Terpidana mati di RI 'tak tahu tanggal eksekusi'

  • 27 Maret 2014
Hukuman mati
Hukuman mati di dunia meningkat 15 persen, kata Amnesty

Indonesia termasuk salah satu dari lima negara dimana terpidana mati, keluarga dan pengacara mereka tidak diberi tahu mengenai eksekusi matinya, ungkap sebuah laporan Amnesty Internasional yang dikeluarkan Rabu (26/03).

Sepanjang tahun 2013, Indonesia mengeksekusi lima orang terpidana.

Laporan tahunan mengenai hukuman mati ini dikeluarkan Amnesty International di seluruh dunia karena hak hidup adalah hak manusia yang paling mendasar.

Selain itu Amnesty juga mengemukakan tidak ada korelasi antara hukuman mati dengan menurunnnya angka kriminalitas.

Menanggapi laporan Amnesty ini, Bhatara Ibnu Reza, peneliti Imparsial, sebuah lembaga sosial masyarakat yang mengawasi pelanggaran Hak Asasi Manusia di Indonesia, mengatakan laporan ini senada dengan hasil penelitian Imparsial yang dilakukan sejak tahun 2010.

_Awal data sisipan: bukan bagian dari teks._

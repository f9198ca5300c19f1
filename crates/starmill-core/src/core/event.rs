//! Job event types
//!
//! Events are facts about the past reported by the machine link. They are
//! never retracted; the gate only remembers whether each kind has occurred
//! since it was last armed.

use crate::data::ProbePosition;
use crate::error::ProbeError;
use serde::{Deserialize, Serialize};
use std::fmt;

/// Result of parsing a probe-result line.
pub type ProbeOutcome = std::result::Result<ProbePosition, ProbeError>;

/// Class of event a sequencer can wait for.
#[derive(Debug, Clone, Copy, PartialEq, Eq, Hash, Serialize, Deserialize)]
pub enum EventKind {
    /// The controller announced itself on the link
    Connected,
    /// A homing cycle finished
    HomingComplete,
    /// Every command of the in-flight batch was acknowledged
    BatchComplete,
    /// A probe-result line was observed
    ProbeMeasurement,
}

impl EventKind {
    pub(crate) fn slot(self) -> usize {
        match self {
            EventKind::Connected => 0,
            EventKind::HomingComplete => 1,
            EventKind::BatchComplete => 2,
            EventKind::ProbeMeasurement => 3,
        }
    }
}

impl fmt::Display for EventKind {
    fn fmt(&self, f: &mut fmt::Formatter<'_>) -> fmt::Result {
        match self {
            EventKind::Connected => write!(f, "connected"),
            EventKind::HomingComplete => write!(f, "homing complete"),
            EventKind::BatchComplete => write!(f, "batch complete"),
            EventKind::ProbeMeasurement => write!(f, "probe measurement"),
        }
    }
}

/// Notification delivered by the machine link.
#[derive(Debug, Clone, PartialEq)]
pub enum JobEvent {
    /// The controller announced itself
    Connected,
    /// A homing cycle finished
    HomingComplete,
    /// The batch submitted under this sequence number finished
    BatchComplete(u64),
    /// A probe-result line was parsed
    ProbeMeasurement(ProbeOutcome),
}

impl JobEvent {
    /// The kind this event signals
    pub fn kind(&self) -> EventKind {
        match self {
            JobEvent::Connected => EventKind::Connected,
            JobEvent::HomingComplete => EventKind::HomingComplete,
            JobEvent::BatchComplete(_) => EventKind::BatchComplete,
            JobEvent::ProbeMeasurement(_) => EventKind::ProbeMeasurement,
        }
    }
}

impl fmt::Display for JobEvent {
    fn fmt(&self, f: &mut fmt::Formatter<'_>) -> fmt::Result {
        match self {
            JobEvent::ProbeMeasurement(Ok(position)) => write!(f, "probe measurement {}", position),
            JobEvent::ProbeMeasurement(Err(err)) => write!(f, "probe measurement error: {}", err),
            JobEvent::BatchComplete(sequence) => write!(f, "batch {} complete", sequence),
            other => write!(f, "{}", other.kind()),
        }
    }
}
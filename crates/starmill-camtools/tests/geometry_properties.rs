use proptest::prelude::*;
use starmill_camtools::{gcode, pass_depths, star_outline, Point};
use std::f64::consts::PI;

proptest! {
    #[test]
    fn star_outline_is_closed(
        points in 3u32..64,
        inner in 0.5f64..100.0,
        extra in 0.5f64..100.0,
        offset in -500.0f64..500.0,
    ) {
        let star = star_outline(points, inner, inner + extra, offset).unwrap();
        let vertices: Vec<Point> = star.iter().collect();

        prop_assert_eq!(vertices.len(), 2 * points as usize + 1);
        prop_assert_eq!(vertices.first(), vertices.last());
    }

    #[test]
    fn star_outline_is_deterministic(points in 3u32..32, inner in 1.0f64..10.0) {
        let star = star_outline(points, inner, inner * 2.0, 100.0).unwrap();
        let first: Vec<Point> = star.iter().collect();
        let second: Vec<Point> = star.iter().collect();
        prop_assert_eq!(first, second);
    }

    #[test]
    fn pass_depths_decrease_to_zero(passes in 1u32..200, thickness in 0.01f64..100.0) {
        let depths: Vec<f64> = pass_depths(passes, thickness).unwrap().depths().collect();

        prop_assert_eq!(depths.len(), passes as usize);
        prop_assert!(depths.windows(2).all(|w| w[0] > w[1]));
        prop_assert_eq!(*depths.last().unwrap(), 0.0);
    }

    #[test]
    fn coordinates_always_have_three_decimals(value in -10_000.0f64..10_000.0) {
        let text = gcode::format_coord(value);
        let (_, decimals) = text.split_once('.').unwrap();
        prop_assert_eq!(decimals.len(), 3);
        prop_assert!(!text.contains(','));
    }
}

/// `2 * points` steps of `PI / points` must sweep exactly one turn, so the
/// step after the last vertex lands back on the first one.
#[test]
fn angle_steps_sweep_full_turn() {
    for points in 3u32..=24 {
        let star = star_outline(points, 50.0, 90.0, 100.0).unwrap();
        let sweep = (2 * points) as f64 * PI / points as f64;
        let wrapped = Point::new(sweep.cos() * 50.0 + 100.0, sweep.sin() * 50.0 + 100.0);
        let start = star.start();

        assert!((wrapped.x - start.x).abs() < 1e-9, "points = {points}");
        assert!((wrapped.y - start.y).abs() < 1e-9, "points = {points}");
    }
}

#[test]
fn star_vertices_are_distinct_before_closing() {
    let star = star_outline(9, 50.0, 90.0, 100.0).unwrap();
    let open: Vec<Point> = star.iter().take(18).collect();
    for (i, a) in open.iter().enumerate() {
        for b in &open[i + 1..] {
            assert!((a.x - b.x).abs() > 1e-6 || (a.y - b.y).abs() > 1e-6);
        }
    }
}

Bhatara menjelaskan hal tersebut melanggar undang-undang Indonesia yang menyatakan terpidana hukuman mati memiliki hak untuk mengetahui putusan itu telah memiliki kekuatan hukum tetap.

"Bagi kita, adalah sangat penting bagi pemerintah untuk memperhatikan tata cara yang dibuat oleh pemerintah. Sehingga tidak lagi hak untuk hidup dari terdakwa atau terpidana dikurangi, terlebih lagi ada pelanggaran secara prosedural dari hak terpidana tersebut," kata Bhatara kepada BBC Indonesia.

Abolisi hukuman mati

Terkait dengan kasus hukuman mati yang dijatuhkan pengadilan Arab Saudi terhadap tenaga kerja wanita asal Indonesia Satinah, Bhatara menganggap Indonesia tidak memiliki dasar untuk menghadapi negara yang mempidanakan hukuman mati karena Indonesia juga menerapkan hukum yang sama.

"Satu-satunya cara untuk Indonesia bisa berdiri tegak dan berbicara kepada negara-negara tersebut adalah dengan melakukan abolisi," jelas Bhatara.

Sementara itu, selain Indonesia, empat negara lain yang juga tidak memberi tahu terpidana hukuman mati mengenai eksekusi adalah Jepang, Malaysia, Sudan Selatan dan India.

Laporan Amnesty juga menjelaskan jumlah hukuman mati di seluruh dunia meningkat 15% selama 2013 dan lima negara dengan eksekusi terbanyak adalah Iran, Irak, Arab Saudi, Cina dan Amerika Serikat.